It was an old Jewish custom to plant a cedar tree when a boy was born and a pine tree when a girl was born. When two people were married, branches from these trees were used to make poles for their wedding canopy.... (The custom of planting of a "marriage tree" at the birth of a child is called neti'ah shel simchah, "a joyous planting.")  On a spiritual level, this pictures being "grafted in" and made part of the marriage canopy of Yeshua, etc.

The Torah's allusion that human life is "like the tree of the field," i.e., כִּי הָאָדָם עֵץ הַשָּׂדֶה, Deut. 20:19), has led many people to observe Tu B'Shevat as time to assess man's place within creation as well. Since God created the world for a habitation (Isa. 45:18), some have pictured the world itself as a "great tree" with human beings as its fruit. Yeshua often used such agricultural images in his parables. For example, he explained that people are known by the "fruits" of their lives (Matt. 7:16-20). He likened the spread of his message in terms of "sowing and reaping" (Matt. 13:3-23) and compared the Kingdom of Heaven to the secret working of a mustard seed (Matt. 13:31-32). Yeshua regarded the world as a "field" for planting with different "types of soil" (Matt. 13:38-43), and warned of the "great harvest" of souls at the end of the age (Luke 10:2; Matt. 13:30). He pointed to signs from a fig tree to indicate the nearness of the prophesied End of Days (Matt. 24:32-33). Yeshua also used the metaphor of a "vine and its branches" to explain how his followers are to be connected to Him (John 15:1-6).

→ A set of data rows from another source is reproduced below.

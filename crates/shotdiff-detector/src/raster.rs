//! Raster helpers shared by the header locator and the focus heuristics.
//!
//! Every function returns a new buffer; inputs are never modified.

use std::cmp::Ordering;

use image::{GrayImage, ImageBuffer, Luma, Rgb, RgbImage};
use imageproc::region_labelling::{Connectivity, connected_components};
use shotdiff_types::BoundingBox;

pub(crate) const FOREGROUND: u8 = 255;

// 4 bits per channel.
const BUCKET_SHIFT: u32 = 4;
const BUCKETS: usize = 1 << 12;

pub type LabelImage = ImageBuffer<Luma<u32>, Vec<u32>>;

/// Reusable histogram for finding the most common colour of a pixel run.
pub(crate) struct ColorHistogram {
    counts: Vec<u32>,
    sums: Vec<[u64; 3]>,
    touched: Vec<usize>,
}

impl ColorHistogram {
    pub(crate) fn new() -> Self {
        Self {
            counts: vec![0; BUCKETS],
            sums: vec![[0; 3]; BUCKETS],
            touched: Vec::new(),
        }
    }

    /// Mean colour of the most populated bucket; ties go to the lowest bucket.
    pub(crate) fn dominant<'a, I>(&mut self, pixels: I) -> Option<[u8; 3]>
    where
        I: IntoIterator<Item = &'a Rgb<u8>>,
    {
        for &idx in &self.touched {
            self.counts[idx] = 0;
            self.sums[idx] = [0; 3];
        }
        self.touched.clear();

        for pixel in pixels {
            let [r, g, b] = pixel.0;
            let idx = ((r as usize >> BUCKET_SHIFT) << 8)
                | ((g as usize >> BUCKET_SHIFT) << 4)
                | (b as usize >> BUCKET_SHIFT);
            if self.counts[idx] == 0 {
                self.touched.push(idx);
            }
            self.counts[idx] += 1;
            let sum = &mut self.sums[idx];
            sum[0] += r as u64;
            sum[1] += g as u64;
            sum[2] += b as u64;
        }

        let best = self
            .touched
            .iter()
            .copied()
            .max_by(|&a, &b| self.counts[a].cmp(&self.counts[b]).then(b.cmp(&a)))?;
        let count = self.counts[best] as u64;
        let sum = self.sums[best];
        Some([
            (sum[0] / count) as u8,
            (sum[1] / count) as u8,
            (sum[2] / count) as u8,
        ])
    }
}

pub(crate) fn color_distance(a: [u8; 3], b: [u8; 3]) -> u32 {
    a.iter()
        .zip(b.iter())
        .map(|(&x, &y)| (x as i32 - y as i32).unsigned_abs())
        .sum()
}

/// Marks pixels whose colour is further than `threshold` (L1 over RGB) from
/// the region's dominant colour.
pub(crate) fn foreground_mask(image: &RgbImage, threshold: u32) -> GrayImage {
    let mut histogram = ColorHistogram::new();
    let Some(background) = histogram.dominant(image.pixels()) else {
        return GrayImage::new(image.width(), image.height());
    };
    GrayImage::from_fn(image.width(), image.height(), |x, y| {
        if color_distance(image.get_pixel(x, y).0, background) > threshold {
            Luma([FOREGROUND])
        } else {
            Luma([0])
        }
    })
}

#[derive(Debug, Clone, Copy, PartialEq, Eq)]
pub struct ComponentStats {
    pub label: u32,
    pub area: u32,
    pub min_x: u32,
    pub max_x: u32,
    pub min_y: u32,
    pub max_y: u32,
}

impl ComponentStats {
    pub(crate) fn new(label: u32, x: u32, y: u32) -> Self {
        Self {
            label,
            area: 0,
            min_x: x,
            max_x: x,
            min_y: y,
            max_y: y,
        }
    }

    pub(crate) fn include(&mut self, x: u32, y: u32) {
        self.area += 1;
        self.min_x = self.min_x.min(x);
        self.max_x = self.max_x.max(x);
        self.min_y = self.min_y.min(y);
        self.max_y = self.max_y.max(y);
    }

    pub fn width(&self) -> u32 {
        self.max_x - self.min_x + 1
    }

    pub fn height(&self) -> u32 {
        self.max_y - self.min_y + 1
    }

    pub fn bbox(&self) -> BoundingBox {
        BoundingBox::from_corners(self.min_x, self.min_y, self.max_x, self.max_y)
    }

    /// Share of the bounding box covered by the component.
    pub fn fill(&self) -> f32 {
        self.area as f32 / (self.width() as f32 * self.height() as f32)
    }
}

/// Labels 8-connected foreground regions of `mask` and summarizes each one.
///
/// Components are returned in reading order (top, then left).
pub(crate) fn label_components(mask: &GrayImage) -> (LabelImage, Vec<ComponentStats>) {
    if mask.width() == 0 || mask.height() == 0 {
        return (LabelImage::new(mask.width(), mask.height()), Vec::new());
    }
    let labels = connected_components(mask, Connectivity::Eight, Luma([0u8]));
    let mut stats: Vec<Option<ComponentStats>> = Vec::new();
    for (x, y, pixel) in labels.enumerate_pixels() {
        let label = pixel[0];
        if label == 0 {
            continue;
        }
        let idx = label as usize;
        if idx >= stats.len() {
            stats.resize(idx + 1, None);
        }
        stats[idx]
            .get_or_insert_with(|| ComponentStats::new(label, x, y))
            .include(x, y);
    }
    let mut components: Vec<ComponentStats> = stats.into_iter().flatten().collect();
    components.sort_by_key(|c| (c.min_y, c.min_x, c.label));
    (labels, components)
}

pub(crate) fn percentile_in_place(values: &mut [f32], pct: f32) -> f32 {
    if values.is_empty() {
        return 0.0;
    }
    let len = values.len();
    let target = ((len - 1) as f32 * pct.clamp(0.0, 1.0)).round() as usize;
    let (_, value, _) =
        values.select_nth_unstable_by(target, |a, b| a.partial_cmp(b).unwrap_or(Ordering::Equal));
    *value
}

pub(crate) fn median(values: &[f32]) -> f32 {
    let mut buf = values.to_vec();
    percentile_in_place(&mut buf, 0.5)
}

#[cfg(test)]
mod tests {
    use super::*;

    #[test]
    fn dominant_color_ignores_minority_pixels() {
        let mut pixels = vec![Rgb([250, 250, 250]); 90];
        pixels.extend(vec![Rgb([10, 10, 10]); 10]);
        let mut histogram = ColorHistogram::new();
        assert_eq!(histogram.dominant(pixels.iter()), Some([250, 250, 250]));
        assert_eq!(histogram.dominant([].iter()), None);
    }

    #[test]
    fn components_come_back_in_reading_order() {
        let mut mask = GrayImage::new(20, 10);
        for y in 6..9 {
            mask.put_pixel(2, y, Luma([FOREGROUND]));
        }
        for x in 10..15 {
            mask.put_pixel(x, 1, Luma([FOREGROUND]));
        }
        let (_, components) = label_components(&mask);
        assert_eq!(components.len(), 2);
        assert_eq!((components[0].min_x, components[0].width()), (10, 5));
        assert_eq!((components[1].min_y, components[1].height()), (6, 3));
        assert_eq!(components[1].fill(), 1.0);
    }

    #[test]
    fn foreground_mask_of_flat_image_is_empty() {
        let image = RgbImage::from_pixel(8, 8, Rgb([30, 60, 90]));
        let mask = foreground_mask(&image, 40);
        assert!(mask.pixels().all(|p| p[0] == 0));
    }

    #[test]
    fn median_picks_middle_value() {
        assert_eq!(median(&[5.0, 1.0, 3.0]), 3.0);
        assert_eq!(median(&[]), 0.0);
    }
}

During the night of Tu B'Shevat, Orthodox Jews read Pri Etz Hadar (literally "Fruit of Goodly Trees"), a booklet that contains selections from Torah, Mishnah, Gemarah, and Zohar regarding trees, fruit, fruitfulness, and so on. King Solomon declared: "The fruit of the righteous is a tree of life, and whoever captures souls is wise" (Prov. 11:30). The one who delights in the Torah (תּוֹרָה) and meditates upon it daily is likened to a tree planted by streams of water that yields fruit in its season. All that he does shall prosper (Psalm 1:1-3). The wisdom of Torah (chochmat haTorah) is metaphorically called etz chaim, a "Tree of Life."  As the Torah service ends at the synagogue, it is customary to sing, "It is a tree of life to those who take hold of it, and whoever grasps it close will be made happy" (Prov. 3:18). Just as the root system of a tree is a source of sustenance for its fruit, so the Torah is the root source of wisdom for the Jew.
 

עֵץ־חַיִּים הִיא לַמַּחֲזִיקִים בָּהּ
וְתמְכֶיהָ מְאֻשָּׁר

etz  cha·yim  hi  la·ma·cha·zi·kim  bah,  ve·tom·khe·ha  me·u·shar
 

"It is a tree of life [עֵץ־חַיִּים] to those who take hold of it,
whoever grasps it close will be made happy." (Prov. 3:18)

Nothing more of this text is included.